On the Fabrication of Backside Illuminated Image Sensors: Bonding Oxide, Edge Trimming and CMP Rework Routes

Top candidate to further improve the performance of CMOS image sensors while keeping up with the market demands for thinner, lighter, and more sophisticated applications such as smartphones and tablets, is backside illuminated (BSI) image sensors. In BSI image sensors, maximal light coupling to the substrate is ensured by thinning down the non-sensitive part of the substrate. However, while trying to ensure a damage-free back layer for maximal detection capability, several technological and manufacturing challenges arise.

We have previously fabricated and reported the functionality of working BSI devices, with special emphasis given to backside passivation of BSI image sensors using laser anneal [1].

In this work, we zoom in the process details of these BSI devices; hence, we report and discuss key process integration developments in three main areas: wafer preparation and oxide-oxide bonding, wafer edge trimming, and substrate thinning.

In the first section, we discuss the impact of different oxide deposition techniques (native, thermal, PECVD, O3TEOS) and various cleans (water, SC1, MS6020) implemented on both carrier and device wafers. The importance of other required oxide pre-bonding treatment steps such as oxide CMP (using different slurries) and oxide sintering are investigated. We have also looked into rework possibilities such as re-oxide deposition and CMP of out of spec wafers, for increased process window. Further, the bonding tool pre-requirements for a successful oxide-oxide bonding of 200 mm BSI image sensor wafers are explained. 

In the second section, we demonstrate the importance of trimming down the wafer edge, as well as report on its technical aspects like mounting on dicing tape, trim method, choice of blade, failure mechanisms, and comparison on the edge trim before or after bonding.

In the third section, we describe and demonstrate the importance of different thinning techniques and their relative sequence such as grinding, doping selective Si wet etch, non-selective Si wet etch and Si CMP to ensure a uniform and nearly damage free back layer during the removal of the non-sensitive part of the substrate.

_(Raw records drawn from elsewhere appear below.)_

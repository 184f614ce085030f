/*
 * SPDX-FileCopyrightText: 2026 RedHunt07 - FEDI3 Project
 * SPDX-License-Identifier: AGPL-3.0-only
 */

use http::HeaderMap;
use std::collections::HashMap;
use std::net::{IpAddr, SocketAddr};
use tokio::sync::Mutex;

use crate::clock::now_ms;

const WINDOW_MS: i64 = 60_000;
const MAX_TRACKED: usize = 10_000;

#[derive(Clone, Copy)]
struct WindowCounter {
    window_start_ms: i64,
    count: u32,
}

#[derive(Clone, Copy)]
struct NoisyState {
    strikes: u32,
    blocked_until_ms: i64,
    last_hit_ms: i64,
}

/// Fixed one-minute window per (bucket, ip), with an escalating block for
/// peers that keep hitting the limit. A `per_minute` of 0 disables a bucket.
pub struct RateLimiter {
    inner: Mutex<HashMap<String, WindowCounter>>,
    noisy: Mutex<HashMap<String, NoisyState>>,
    noisy_backoff_base_secs: u64,
    noisy_backoff_max_secs: u64,
}

impl RateLimiter {
    pub fn new(noisy_backoff_base_secs: u64, noisy_backoff_max_secs: u64) -> Self {
        Self {
            inner: Mutex::new(HashMap::new()),
            noisy: Mutex::new(HashMap::new()),
            noisy_backoff_base_secs,
            noisy_backoff_max_secs,
        }
    }

    pub async fn check(&self, ip: &str, bucket: &str, per_minute: u32) -> bool {
        self.check_at(ip, bucket, per_minute, now_ms()).await
    }

    async fn check_at(&self, ip: &str, bucket: &str, per_minute: u32, now: i64) -> bool {
        if per_minute == 0 {
            return true;
        }
        if self.is_blocked(ip, now).await {
            return false;
        }
        let mut map = self.inner.lock().await;
        if map.len() > MAX_TRACKED {
            let cutoff = now - 2 * WINDOW_MS;
            map.retain(|_, v| v.window_start_ms >= cutoff);
        }
        let win = map.entry(format!("{bucket}:{ip}")).or_insert(WindowCounter {
            window_start_ms: now,
            count: 0,
        });
        if now - win.window_start_ms > WINDOW_MS {
            win.window_start_ms = now;
            win.count = 0;
        }
        if win.count >= per_minute {
            drop(map);
            self.register_noisy(ip, now).await;
            return false;
        }
        win.count += 1;
        true
    }

    async fn is_blocked(&self, ip: &str, now: i64) -> bool {
        if self.noisy_backoff_base_secs == 0 {
            return false;
        }
        let mut noisy = self.noisy.lock().await;
        if noisy.len() > MAX_TRACKED {
            let cutoff = now - 24 * 3600 * 1000;
            noisy.retain(|_, v| v.last_hit_ms >= cutoff);
        }
        noisy.get(ip).is_some_and(|s| s.blocked_until_ms > now)
    }

    async fn register_noisy(&self, ip: &str, now: i64) {
        if self.noisy_backoff_base_secs == 0 {
            return;
        }
        let mut noisy = self.noisy.lock().await;
        let entry = noisy.entry(ip.to_string()).or_insert(NoisyState {
            strikes: 0,
            blocked_until_ms: 0,
            last_hit_ms: now,
        });
        if now - entry.last_hit_ms > 10 * WINDOW_MS {
            entry.strikes = 0;
        }
        entry.strikes = entry.strikes.saturating_add(1);
        let shift = entry.strikes.saturating_sub(1).min(10);
        let backoff = self
            .noisy_backoff_base_secs
            .saturating_mul(1u64 << shift)
            .min(self.noisy_backoff_max_secs.max(self.noisy_backoff_base_secs));
        entry.blocked_until_ms = now + (backoff as i64).saturating_mul(1000);
        entry.last_hit_ms = now;
    }
}

/// Address used for rate limiting. Proxy headers are honoured only when the
/// deployment puts a trusted reverse proxy in front that overwrites them.
pub fn client_ip(trust_proxy_headers: bool, peer: &SocketAddr, headers: &HeaderMap) -> String {
    if trust_proxy_headers {
        let header = |name: &str| headers.get(name).and_then(|v| v.to_str().ok());
        if let Some(ip) = header("X-Real-IP").and_then(parse_ip) {
            return ip;
        }
        if let Some(ip) = header("X-Forwarded-For").and_then(|v| v.split(',').find_map(parse_ip)) {
            return ip;
        }
    }
    peer.ip().to_string()
}

fn parse_ip(raw: &str) -> Option<String> {
    let s = raw.trim().trim_matches('"');
    if let Ok(ip) = s.parse::<IpAddr>() {
        return Some(ip.to_string());
    }
    if let Ok(addr) = s.parse::<SocketAddr>() {
        return Some(addr.ip().to_string());
    }
    None
}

Bonding, edge trim and extreme wafer thinning are not ready available and implemented in many CMOS foundries. These processes are relatively new to imager fabrication and hence require mastering each step to achieve the yield requirements of an imager product. In this paper, we emphasize the importance of some process parameters while showing the available process window (figure 1).

References:

[1] K. Minoglou et al., “Evaluation of backside passivation using laser annealing in backside illuminated image sensors”, CMOS image sensors for high performance applications workshop, 2013 November 26-27,  Toulouse, France.

Figure captation:

Figure 1: SAM images of bonded wafers a) before and b) after pre-bonding optimization. c) SAM image showing the edge delamination observed for bonded wafers with several metal layers, and d) extreme edge trim case to ensure a void free process. Bonded wafer e) after Si thinning and f) with complete BSI imager sensor process having multiple metal layers.